Clinton-Trump: parte la sfida in TV

La campagna elettorale americana entra nel vivo e il fatidico Election Day è sempre più vicino. Nelle settimane che ci separano da martedì 8 novembre, il giorno del voto, andranno in scena i tanto attesi dibattiti televisivi. Una tradizione iniziata nel 1960 con il confronto tra Kennedy e Nixon, un format che ha una struttura ben precisa e delle regole stabilite dalla Commision on Presidential Debate (@debates).

I dibattiti elettorali saranno quattro, tre dei quali tra i candidati alla presidenza (Hillary Clinton vs Donald Trump) e uno tra i candidati alla vicepresidenza (Tim Kaine vs Mike Pence). Tutti i dibattiti si svolgeranno alle ore 21 orario americano (le 3 di mattina in Italia) e dureranno 90 minuti senza alcun interruzione pubblicitaria.

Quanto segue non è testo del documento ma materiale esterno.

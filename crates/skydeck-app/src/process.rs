//! Message processing
//!
//! Runs the TEA update loop and hands any resulting actions to the
//! background task layer.

use std::sync::Arc;

use tokio::sync::{mpsc, watch};

use crate::actions::{handle_action, FetchTaskMap};
use crate::handler;
use crate::message::Message;
use crate::provider::DataProvider;
use crate::state::AppState;

/// Process a message through the TEA update function
pub fn process_message<P>(
    state: &mut AppState,
    message: Message,
    msg_tx: &mpsc::Sender<Message>,
    provider: &Arc<P>,
    fetch_tasks: &FetchTaskMap,
    shutdown_rx: &watch::Receiver<bool>,
) where
    P: DataProvider + Sync + 'static,
{
    process_message_observed(
        state,
        message,
        msg_tx,
        provider,
        fetch_tasks,
        shutdown_rx,
        |_| {},
    );
}

/// Like [`process_message`], calling `on_step` after every `update` in the
/// follow-up chain so intermediate states can be observed.
pub fn process_message_observed<P, F>(
    state: &mut AppState,
    message: Message,
    msg_tx: &mpsc::Sender<Message>,
    provider: &Arc<P>,
    fetch_tasks: &FetchTaskMap,
    shutdown_rx: &watch::Receiver<bool>,
    mut on_step: F,
) where
    P: DataProvider + Sync + 'static,
    F: FnMut(&AppState),
{
    let mut msg = Some(message);
    while let Some(m) = msg {
        let result = handler::update(state, m);
        on_step(state);

        if let Some(action) = result.action {
            handle_action(
                action,
                msg_tx.clone(),
                provider.clone(),
                fetch_tasks.clone(),
                shutdown_rx.clone(),
            );
        }

        msg = result.message;
    }
}

#[cfg(test)]
mod tests {
    use super::*;
    use crate::provider::MockProvider;
    use skydeck_core::{Page, Phase, WidgetKind};
    use std::collections::HashMap;

    fn harness() -> (
        mpsc::Sender<Message>,
        mpsc::Receiver<Message>,
        FetchTaskMap,
        watch::Sender<bool>,
        watch::Receiver<bool>,
    ) {
        let (tx, rx) = mpsc::channel(16);
        let (shutdown_tx, shutdown_rx) = watch::channel(false);
        let tasks: FetchTaskMap = Arc::new(std::sync::Mutex::new(HashMap::new()));
        (tx, rx, tasks, shutdown_tx, shutdown_rx)
    }

    #[tokio::test]
    async fn test_mount_page_spawns_one_fetch_per_widget() {
        let (tx, mut rx, tasks, _shutdown_tx, shutdown_rx) = harness();
        let provider = Arc::new(MockProvider::instant());
        let mut state = AppState::in_memory(None);

        process_message(&mut state, Message::MountPage, &tx, &provider, &tasks, &shutdown_rx);
        assert_eq!(state.board.phases(), [Phase::Loading; 4]);

        for _ in 0..4 {
            let msg = rx.recv().await.unwrap();
            process_message(&mut state, msg, &tx, &provider, &tasks, &shutdown_rx);
        }
        assert_eq!(state.board.phases(), [Phase::Ready; 4]);
    }

    #[tokio::test]
    async fn test_navigate_follows_up_with_mount() {
        let (tx, mut rx, tasks, _shutdown_tx, shutdown_rx) = harness();
        let provider = Arc::new(MockProvider::instant());
        let mut state = AppState::in_memory(None);

        process_message(&mut state, Message::MountPage, &tx, &provider, &tasks, &shutdown_rx);
        process_message(
            &mut state,
            Message::Navigate(Page::News),
            &tx,
            &provider,
            &tasks,
            &shutdown_rx,
        );

        assert_eq!(state.page, Page::News);
        assert_eq!(state.board.phase(WidgetKind::News), Phase::Loading);
        assert_eq!(state.board.phase(WidgetKind::Weather), Phase::Idle);

        // Completions from the dashboard mount are stale and dropped
        while state.board.phase(WidgetKind::News) == Phase::Loading {
            let msg = rx.recv().await.unwrap();
            process_message(&mut state, msg, &tx, &provider, &tasks, &shutdown_rx);
        }
        assert_eq!(state.board.phase(WidgetKind::News), Phase::Ready);
        assert_eq!(state.board.phase(WidgetKind::Weather), Phase::Idle);
    }

    #[tokio::test]
    async fn test_observer_sees_each_step_of_a_remount() {
        let (tx, _rx, tasks, _shutdown_tx, shutdown_rx) = harness();
        let provider = Arc::new(MockProvider::instant());
        let mut state = AppState::in_memory(None);
        process_message(&mut state, Message::MountPage, &tx, &provider, &tasks, &shutdown_rx);

        let mut weather = Vec::new();
        process_message_observed(
            &mut state,
            Message::Navigate(Page::Weather),
            &tx,
            &provider,
            &tasks,
            &shutdown_rx,
            |s| weather.push(s.board.phase(WidgetKind::Weather)),
        );

        assert_eq!(weather, vec![Phase::Idle, Phase::Loading]);
    }
}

Si comincia lunedì 26 settembre, martedì 27 secondo il fuso italiano, con il primo incontro tra i candidati alla Casa Bianca. Sede del dibattito sarà la Hofstra University, a Hempstead nello stato di New York.

Come funziona: strutturato in sei segmenti da circa 15 minuti, ognuno dei quali incentrato sui temi annunciati ieri: America’s Direction, Achieving Prosperity e Securing America. Ogni tema sarà introdotto dal moderatore con una domanda e i candidati avranno 2 minuti di tempo per rispondere, è prevista la possibilità di controbattere e rispondere all’avversario. Il moderatore sarà Lester Holt, 57 anni,  anchorman di NBC Nightly News.

Martedì 4 ottobre, mercoledì 5 in Italia, si terrà il dibattito tra i candidati alla vicepresidenza. La sede del dibattito sarà la Longwood University, a Farmville in Virginia.

Come funziona: il dibattito sarà diviso in nove parti da dieci minuti ciascuna, anche in questo caso i candidati avranno due minuti per rispondere. Modera Elanie Quijano, conduttrice di CBS News. È la prima giornalista di origine asiatica a condurre un dibattito.

Il secondo dibattito tra Hillary e Tump si terrà domenica 9 ottobre, lunedì 10 nel nostro paese, alla Washington University a St. Louis in Missouri.

Come funziona: In questa occasione il confronto avverà nella modalità del town meeting, in cui la metà delle domande sarà posta direttamente da alcuni cittadini mentre le restanti domande verranno fatte dal moderatore prendendo spunto da tematiche di interesse pubblico ricercate sui social e su altri canali. I candidati avranno due minuti per rispondere e il moderatore avrà a disposizione un minuto aggiuntivo per stimolare la discussione. I partecipanti del town meeting saranno elettori indecisi selezionati tra i cittadini dall’istituto di ricerca Gallup. A condurre il dibattito sarà Martha Raddatz, giornalista di ABC News e corrispondente capo per i global affairs.

L’ultimo dibattito prima del tanto atteso Election Day, è stato organizzato a Las Vegas nell’università del Nevada mercoledì 19 ottobre, dunque giovedì 20 in Italia.

Come funziona: La struttura sarà la stessa del primo dibattito e a condurre la serata sarà Chris Wallace, anchorman di Fox News Sunday.

Quali sono i costi e i benefici di questa imponente operazione di comunicazione? Solo per il primo dibattito verranno spesi 5 milioni di dollari (donati da tre alumni della Hofstra University) ed è facile immaginare che anche per gli altri appuntamenti le cifre saranno molto simili. In termini di ascolti i dibattiti hanno avuto un andamento altalenante: dal record del 1960 con 66 milioni di telespettatori su una popolazione di 179 milioni, al dibattito del 1980 Carter-Regan con 80 milioni di ascolti su 226 milioni di americani. Il record più recente è quello del dibattito del 3 ottobre 2012 tra Barack Obama e Mit Romney: gli ascolti hanno superato i 67 milioni di telespettatori (dati Nielsen), senza contare le visualizzazioni online e i maxischermi nei luoghi pubblici.